EXERCISE GOAL: Which lines below contain the word "vector"? Copy each of them.

(Collected data entries)
_ _ _

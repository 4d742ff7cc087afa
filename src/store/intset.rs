//! Sorted compact integer array
//!
//! Members live in a single sorted vector whose lane width is the narrowest
//! of 16, 32 or 64 bits able to hold every member. Inserting a value that
//! needs a wider lane rebuilds the vector at the new width first. Lanes are
//! never narrowed again, even when the wide members are removed.

use rand::Rng;

/// Lane width of an [`IntSet`]
#[derive(Debug, Clone, Copy, PartialEq, Eq, PartialOrd, Ord)]
pub enum LaneWidth {
    W16,
    W32,
    W64,
}

impl LaneWidth {
    /// The narrowest lane able to store `value`
    pub fn for_value(value: i64) -> Self {
        if value >= i16::MIN as i64 && value <= i16::MAX as i64 {
            LaneWidth::W16
        } else if value >= i32::MIN as i64 && value <= i32::MAX as i64 {
            LaneWidth::W32
        } else {
            LaneWidth::W64
        }
    }

    /// Size of one lane in bytes
    pub fn bytes(self) -> usize {
        match self {
            LaneWidth::W16 => 2,
            LaneWidth::W32 => 4,
            LaneWidth::W64 => 8,
        }
    }
}

#[derive(Debug, Clone, PartialEq)]
enum Lanes {
    W16(Vec<i16>),
    W32(Vec<i32>),
    W64(Vec<i64>),
}

/// A set of integers stored as a sorted array of fixed-width lanes
#[derive(Debug, Clone, PartialEq)]
pub struct IntSet {
    lanes: Lanes,
}

// Binary search over any lane type, widened to i64 for the comparison.
macro_rules! search {
    ($vec:expr, $value:expr) => {
        $vec.binary_search_by(|lane| (*lane as i64).cmp(&$value))
    };
}

impl IntSet {
    /// Create an empty set using the narrowest lane width
    pub fn new() -> Self {
        IntSet {
            lanes: Lanes::W16(Vec::new()),
        }
    }

    /// Current lane width
    pub fn width(&self) -> LaneWidth {
        match &self.lanes {
            Lanes::W16(_) => LaneWidth::W16,
            Lanes::W32(_) => LaneWidth::W32,
            Lanes::W64(_) => LaneWidth::W64,
        }
    }

    pub fn len(&self) -> usize {
        match &self.lanes {
            Lanes::W16(v) => v.len(),
            Lanes::W32(v) => v.len(),
            Lanes::W64(v) => v.len(),
        }
    }

    pub fn is_empty(&self) -> bool {
        self.len() == 0
    }

    /// Bytes used by the lane array
    pub fn blob_len(&self) -> usize {
        self.len() * self.width().bytes()
    }

    /// Locate `value`: `Ok(pos)` when present, `Err(pos)` with the insertion
    /// point otherwise. A value wider than the current lanes is never present.
    fn search(&self, value: i64) -> Result<usize, usize> {
        match &self.lanes {
            Lanes::W16(v) => search!(v, value),
            Lanes::W32(v) => search!(v, value),
            Lanes::W64(v) => search!(v, value),
        }
    }

    pub fn contains(&self, value: i64) -> bool {
        LaneWidth::for_value(value) <= self.width() && self.search(value).is_ok()
    }

    /// Insert `value`, returns false if it was already a member
    pub fn insert(&mut self, value: i64) -> bool {
        let needed = LaneWidth::for_value(value);
        if needed > self.width() {
            self.upgrade_and_insert(needed, value);
            return true;
        }

        let pos = match self.search(value) {
            Ok(_) => return false,
            Err(pos) => pos,
        };

        // The lane is wide enough, so the narrowing casts below are lossless.
        match &mut self.lanes {
            Lanes::W16(v) => v.insert(pos, value as i16),
            Lanes::W32(v) => v.insert(pos, value as i32),
            Lanes::W64(v) => v.insert(pos, value),
        }
        true
    }

    /// Rebuild the lanes at `width` and add `value`.
    ///
    /// A value that does not fit the old width is either below every member
    /// or above every member, so it is placed at one end.
    fn upgrade_and_insert(&mut self, width: LaneWidth, value: i64) {
        let mut widened: Vec<i64> = Vec::with_capacity(self.len() + 1);
        if value < 0 {
            widened.push(value);
            widened.extend(self.iter());
        } else {
            widened.extend(self.iter());
            widened.push(value);
        }

        self.lanes = match width {
            LaneWidth::W16 => Lanes::W16(widened.into_iter().map(|v| v as i16).collect()),
            LaneWidth::W32 => Lanes::W32(widened.into_iter().map(|v| v as i32).collect()),
            LaneWidth::W64 => Lanes::W64(widened),
        };
    }

    /// Remove `value`, returns whether it was a member
    pub fn remove(&mut self, value: i64) -> bool {
        if LaneWidth::for_value(value) > self.width() {
            return false;
        }
        let pos = match self.search(value) {
            Ok(pos) => pos,
            Err(_) => return false,
        };
        match &mut self.lanes {
            Lanes::W16(v) => {
                v.remove(pos);
            }
            Lanes::W32(v) => {
                v.remove(pos);
            }
            Lanes::W64(v) => {
                v.remove(pos);
            }
        }
        true
    }

    /// Member at sorted position `index`
    pub fn get(&self, index: usize) -> Option<i64> {
        match &self.lanes {
            Lanes::W16(v) => v.get(index).map(|x| *x as i64),
            Lanes::W32(v) => v.get(index).map(|x| *x as i64),
            Lanes::W64(v) => v.get(index).copied(),
        }
    }

    /// Uniformly sampled member
    pub fn random(&self) -> Option<i64> {
        if self.is_empty() {
            return None;
        }
        let index = rand::thread_rng().gen_range(0..self.len());
        self.get(index)
    }

    /// Members in ascending order
    pub fn iter(&self) -> impl Iterator<Item = i64> + '_ {
        (0..self.len()).filter_map(move |i| self.get(i))
    }
}

impl Default for IntSet {
    fn default() -> Self {
        Self::new()
    }
}

#[cfg(test)]
mod tests {
    use super::*;

    #[test]
    fn test_insert_keeps_order() {
        let mut set = IntSet::new();
        assert!(set.insert(1));
        assert!(set.insert(4));
        assert!(set.insert(3));
        assert!(!set.insert(3));

        assert_eq!(set.iter().collect::<Vec<_>>(), vec![1, 3, 4]);
        assert_eq!(set.width(), LaneWidth::W16);
    }

    #[test]
    fn test_upgrade_preserves_members() {
        let mut set = IntSet::new();
        for v in [1, 4, 3] {
            set.insert(v);
        }

        set.insert(70_000);
        assert_eq!(set.width(), LaneWidth::W32);
        assert_eq!(set.iter().collect::<Vec<_>>(), vec![1, 3, 4, 70_000]);

        set.insert(-5_000_000_000);
        assert_eq!(set.width(), LaneWidth::W64);
        assert_eq!(
            set.iter().collect::<Vec<_>>(),
            vec![-5_000_000_000, 1, 3, 4, 70_000]
        );
    }

    #[test]
    fn test_width_is_minimal() {
        let mut set = IntSet::new();
        set.insert(i16::MAX as i64);
        set.insert(i16::MIN as i64);
        assert_eq!(set.width(), LaneWidth::W16);

        set.insert(i16::MAX as i64 + 1);
        assert_eq!(set.width(), LaneWidth::W32);

        set.insert(i32::MIN as i64);
        assert_eq!(set.width(), LaneWidth::W32);

        set.insert(i32::MIN as i64 - 1);
        assert_eq!(set.width(), LaneWidth::W64);
    }

    #[test]
    fn test_contains_and_remove() {
        let mut set = IntSet::new();
        for v in [10, -20, 30] {
            set.insert(v);
        }

        assert!(set.contains(10));
        assert!(!set.contains(11));
        // wider than any lane in use
        assert!(!set.contains(1 << 40));

        assert!(set.remove(-20));
        assert!(!set.remove(-20));
        assert!(!set.remove(1 << 40));
        assert_eq!(set.iter().collect::<Vec<_>>(), vec![10, 30]);
    }

    #[test]
    fn test_remove_never_narrows() {
        let mut set = IntSet::new();
        set.insert(1);
        set.insert(1 << 40);
        set.remove(1 << 40);
        assert_eq!(set.width(), LaneWidth::W64);
        assert_eq!(set.blob_len(), 8);
    }

    #[test]
    fn test_random_member() {
        let mut set = IntSet::new();
        assert_eq!(set.random(), None);
        for v in 0..50 {
            set.insert(v * 3);
        }
        for _ in 0..100 {
            let v = set.random().unwrap();
            assert!(set.contains(v));
        }
    }
}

_ _ _

EXERCISE OUTPUT:
//! Members live in a single sorted vector whose lane width is the narrowest
//! needs a wider lane rebuilds the vector at the new width first. Lanes are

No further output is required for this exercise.